Running is a very common sport. When choosing this sport, we should also pay attention to some methods. Otherwise, it will cause damage to our body. When running for the first time, the time should not be too long. Too long running will cause body ache the next day, which will affect the next day's running. How to protect the running knee is a good way , which will be described in detail below.

How to protect your knees during a run:

Running shoes are designed to protect the knee and avoid injury angle. Running shoes are not as important as you think, far from it. In my opinion, the importance of running shoes to avoid running injuries is listed after the following factors. First of all, this is because many friends think that their running knees or other injuries are simply caused by running shoes. Running shoes are only related to the needs of their use, and then to your own personal preferences. It is suggested that we should gradually transition from the style with thick sole to the style with thin sole. Through the accumulation of running and other strength training, we can continuously stimulate the body's own function and gradually get rid of the dependence on shoes. With the increase of running distance and the change of running purpose, such as the transition from fitness jogging to running marathon or super marathon cross-country running, we need to select the most suitable shoes and supporting equipment according to the needs of different events and racetracks. For the fitness jogging with short distance, it is more important to pay attention to the following points. For running shoes, just fit your feet.

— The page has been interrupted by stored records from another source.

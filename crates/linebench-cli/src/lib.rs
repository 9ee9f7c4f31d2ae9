// SPDX-License-Identifier: MIT OR Apache-2.0
//! linebench command line
//!
//! Argument parsing, validation into a [`BenchConfig`] and orchestration of
//! benchmark runs and report output. The binary in `main.rs` only installs
//! logging and wires these together.

#![deny(missing_docs)]
#![deny(rust_2018_idioms)]
#![deny(clippy::pedantic)]
#![deny(clippy::nursery)]

use clap::{ArgMatches, CommandFactory, FromArgMatches, Parser, ValueEnum};
use linebench_core::{BenchmarkReport, ProcessMemoryProbe, ProcessingMode};
use linebench_io::{Encoding, UTF_8, charset_for_label, default_strategies};
use linebench_report::{ConsoleReport, HtmlReportWriter, log_errors, to_json};
use linebench_runner::{BenchmarkRunner, DefaultScenarioCatalog};
use std::ffi::OsString;
use std::io::Write;
use std::path::PathBuf;
use thiserror::Error;
use tracing::{debug, info, warn};

/// Default location of the HTML report
pub const DEFAULT_REPORT_PATH: &str = "reports/benchmark-report.html";

/// Console output format
#[derive(Debug, Clone, Copy, PartialEq, Eq, Default, ValueEnum)]
pub enum OutputFormat {
    /// Human readable text report
    #[default]
    Text,
    /// Pretty JSON of the result model
    Json,
}

/// Command line arguments
#[derive(Debug, Parser)]
#[command(name = "linebench")]
#[command(version, about = "Compare file read strategies over CSV aggregation scenarios", long_about = None)]
pub struct Args {
    /// CSV file to benchmark
    #[arg(value_name = "FILE")]
    pub file: Option<PathBuf>,

    /// Charset label, only honoured directly after FILE
    #[arg(value_name = "CHARSET")]
    pub charset_positional: Option<String>,

    /// Processing mode (single, isolated); both run when omitted
    #[arg(long, value_name = "MODE")]
    pub mode: Option<String>,

    /// Charset label, e.g. UTF-8, latin1, UTF-16LE
    #[arg(long, value_name = "NAME")]
    pub charset: Option<String>,

    /// Number of complete runs aggregated in the HTML report
    #[arg(long, default_value_t = 1, value_parser = clap::value_parser!(u32).range(1..))]
    pub runs: u32,

    /// HTML report destination
    #[arg(long, value_name = "PATH", default_value = DEFAULT_REPORT_PATH)]
    pub report: PathBuf,

    /// Console output format
    #[arg(long, value_enum, default_value_t = OutputFormat::Text)]
    pub format: OutputFormat,
}

impl Args {
    /// Parse arguments, dropping a positional charset that follows a flag
    ///
    /// # Errors
    ///
    /// Returns the clap error for malformed command lines, including `--help`
    /// and `--version` requests.
    pub fn parse_from_os<I, T>(args: I) -> Result<Self, clap::Error>
    where
        I: IntoIterator<Item = T>,
        T: Into<OsString> + Clone,
    {
        let matches = Self::command().try_get_matches_from(args)?;
        let mut parsed = Self::from_arg_matches(&matches)?;
        if !positional_charset_first(&matches) {
            parsed.charset_positional = None;
        }
        Ok(parsed)
    }

    /// One-line usage text
    #[must_use]
    pub fn usage() -> String {
        Self::command().render_usage().to_string()
    }
}

/// Whether the positional charset precedes every `--mode` and `--charset`
fn positional_charset_first(matches: &ArgMatches) -> bool {
    let Some(position) = matches.index_of("charset_positional") else {
        return false;
    };
    ["mode", "charset"]
        .into_iter()
        .filter_map(|id| matches.index_of(id))
        .all(|flag| position < flag)
}

/// Reasons an invocation is refused before any benchmark runs
#[derive(Debug, Error)]
pub enum ConfigError {
    /// Input file does not exist
    #[error("File not found: {}", .0.display())]
    FileNotFound(PathBuf),
    /// Unrecognised `--mode` label
    #[error("Unknown mode: {0}")]
    UnknownMode(String),
    /// Unrecognised charset label
    #[error("Unknown charset: {0}")]
    UnknownCharset(String),
}

/// Validated benchmark configuration
#[derive(Debug, Clone)]
pub struct BenchConfig {
    /// Input CSV file
    pub path: PathBuf,
    /// Charset used to decode the file
    pub charset: &'static Encoding,
    /// Modes to run, in order
    pub modes: Vec<ProcessingMode>,
    /// Complete repetitions of all modes
    pub runs: u32,
    /// HTML report destination
    pub report_path: PathBuf,
    /// Console output format
    pub format: OutputFormat,
}

impl BenchConfig {
    /// Validate parsed arguments
    ///
    /// Returns `Ok(None)` when no file was given, in which case only usage
    /// should be shown.
    ///
    /// # Errors
    ///
    /// Returns [`ConfigError`] for a missing file, an unknown mode or an
    /// unknown charset, checked in that order.
    pub fn from_args(args: &Args) -> Result<Option<Self>, ConfigError> {
        let Some(path) = args.file.clone() else {
            return Ok(None);
        };
        if !path.exists() {
            return Err(ConfigError::FileNotFound(path));
        }

        let modes = match &args.mode {
            Some(label) => {
                let mode = ProcessingMode::from_label(label)
                    .ok_or_else(|| ConfigError::UnknownMode(label.clone()))?;
                vec![mode]
            }
            None => ProcessingMode::ALL.to_vec(),
        };

        let charset = match args.charset.as_ref().or(args.charset_positional.as_ref()) {
            Some(label) => {
                charset_for_label(label).map_err(|_| ConfigError::UnknownCharset(label.clone()))?
            }
            None => UTF_8,
        };

        Ok(Some(Self {
            path,
            charset,
            modes,
            runs: args.runs,
            report_path: args.report.clone(),
            format: args.format,
        }))
    }

    /// One-line description for the start-up log
    #[must_use]
    pub fn summary(&self) -> String {
        let modes: Vec<&str> = self.modes.iter().map(|m| m.display_name()).collect();
        format!(
            "file={} charset={} modes=[{}] runs={} report={}",
            self.path.display(),
            self.charset.name(),
            modes.join(", "),
            self.runs,
            self.report_path.display()
        )
    }
}

/// Run the benchmark and write the reports
///
/// The console or JSON output of the last run goes to `out`. The HTML document
/// aggregates every run; failing to write it is logged and not fatal.
///
/// # Errors
///
/// Returns an error if writing to `out` or JSON serialization fails.
pub fn run(config: &BenchConfig, out: &mut dyn Write) -> anyhow::Result<()> {
    let runner = BenchmarkRunner::new(
        default_strategies(),
        Box::new(DefaultScenarioCatalog),
        Box::new(ProcessMemoryProbe::new()),
    );

    let mut runs: Vec<Vec<BenchmarkReport>> = Vec::new();
    for iteration in 1..=config.runs {
        debug!(run = iteration, of = config.runs, "starting run");
        let reports = config
            .modes
            .iter()
            .map(|&mode| runner.run(&config.path, config.charset, mode))
            .collect();
        runs.push(reports);
    }

    let last = runs.last().map_or(&[][..], Vec::as_slice);
    match config.format {
        OutputFormat::Text => write!(out, "{}", ConsoleReport(last))?,
        OutputFormat::Json => writeln!(out, "{}", to_json(last)?)?,
    }
    out.flush()?;
    log_errors(last);

    match HtmlReportWriter::write_aggregated(&runs, &config.report_path) {
        Ok(()) => info!(path = %config.report_path.display(), "HTML report written"),
        Err(e) => warn!("Failed to write HTML report: {e}"),
    }
    Ok(())
}
// SPDX-License-Identifier: MIT OR Apache-2.0

use super::{Scenario, ScenarioData};
use ahash::AHashMap;
use linebench_core::{Breakdown, CsvRecord};

/// Counts records per age range, reported in sorted order
#[derive(Debug, Clone, Default)]
pub struct AgeRangeScenario {
    count: u64,
    by_range: AHashMap<String, u64>,
}

impl Scenario for AgeRangeScenario {
    fn name(&self) -> &str {
        "By Age Range"
    }

    fn accept(&mut self, record: &CsvRecord) {
        self.count += 1;
        if let Some(n) = self.by_range.get_mut(record.age_range()) {
            *n += 1;
        } else {
            self.by_range.insert(record.age_range().to_string(), 1);
        }
    }

    fn snapshot(&self) -> ScenarioData {
        ScenarioData {
            count: self.count,
            breakdown: sorted(&self.by_range),
        }
    }
}

pub(super) fn sorted(counts: &AHashMap<String, u64>) -> Breakdown {
    let mut entries: Vec<(&str, u64)> = counts.iter().map(|(k, v)| (k.as_str(), *v)).collect();
    entries.sort_unstable_by(|a, b| a.0.cmp(b.0));
    entries.into_iter().collect()
}

#[cfg(test)]
mod tests {
    use super::*;

    #[test]
    fn test_sorted_breakdown() {
        let mut scenario = AgeRangeScenario::default();
        for range in ["20-29", "< 9", "10-19", "20-29"] {
            scenario.accept(&CsvRecord::new("AC", "X", "OUTRO", range, "M", 1));
        }
        let data = scenario.snapshot();
        assert_eq!(data.count, 4);
        let entries: Vec<(&str, u64)> = data.breakdown.iter().collect();
        assert_eq!(entries, [("10-19", 1), ("20-29", 2), ("< 9", 1)]);
    }
}
// SPDX-License-Identifier: MIT OR Apache-2.0

use super::{Scenario, ScenarioData};
use linebench_core::CsvRecord;

/// Counts every record
#[derive(Debug, Clone, Default)]
pub struct TotalRecordsScenario {
    count: u64,
}

impl Scenario for TotalRecordsScenario {
    fn name(&self) -> &str {
        "Total Records"
    }

    fn accept(&mut self, _record: &CsvRecord) {
        self.count += 1;
    }

    fn snapshot(&self) -> ScenarioData {
        ScenarioData::count(self.count)
    }
}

Correct posture is the key to avoid all sports injuries. Run hundreds of meters from the beginning, you need to be right, from start to stop, try to keep the right running posture. There are obvious differences between short distance speed running and long distance jogging in posture and technique. There is a slight difference between correct running capital and efficient running capital. The latter is mainly for long-distance running. On the basis of correct running capital, how to make the body move the same distance with minimum energy consumption, so correct running posture is the basis.

Muscle strength here refers to the muscle strength of the whole body, which should be developed in a balanced way. Running is more than just leg muscles. In fact, the small muscle groups of feet, ankles, joints, upper limbs and shoulder back strength, especially the core strength, are very important. In particular, there was no foundation or habit of exercise before. It's very important to do muscle strength training in the early stage if you want to start with running. For example, core strength keeps the body stable, landing stable, breathing stable, and center of gravity stable during running. In a word, without strength, you can't 'stabilize'. Running back and forth, of course, increases the chance of injury. The knee is only one of the vulnerable parts with relatively concentrated force. Note: the core strength is not the rectus abdominis, but all the related muscle groups around the body under the chest and between the thighs. Many small muscle groups that are not usually used are included. Therefore, if you think that core training is sit ups, it's a big mistake. Recommend a variety of postures and variations of 'plank support'.

After understanding the knee protection method of running, you can protect the knee according to the above when running. However, in the process of knee protection, you should pay attention to how the knee is uncomfortable, stop running immediately, and carry out body preparation activities before running, so as to avoid damage to yourself.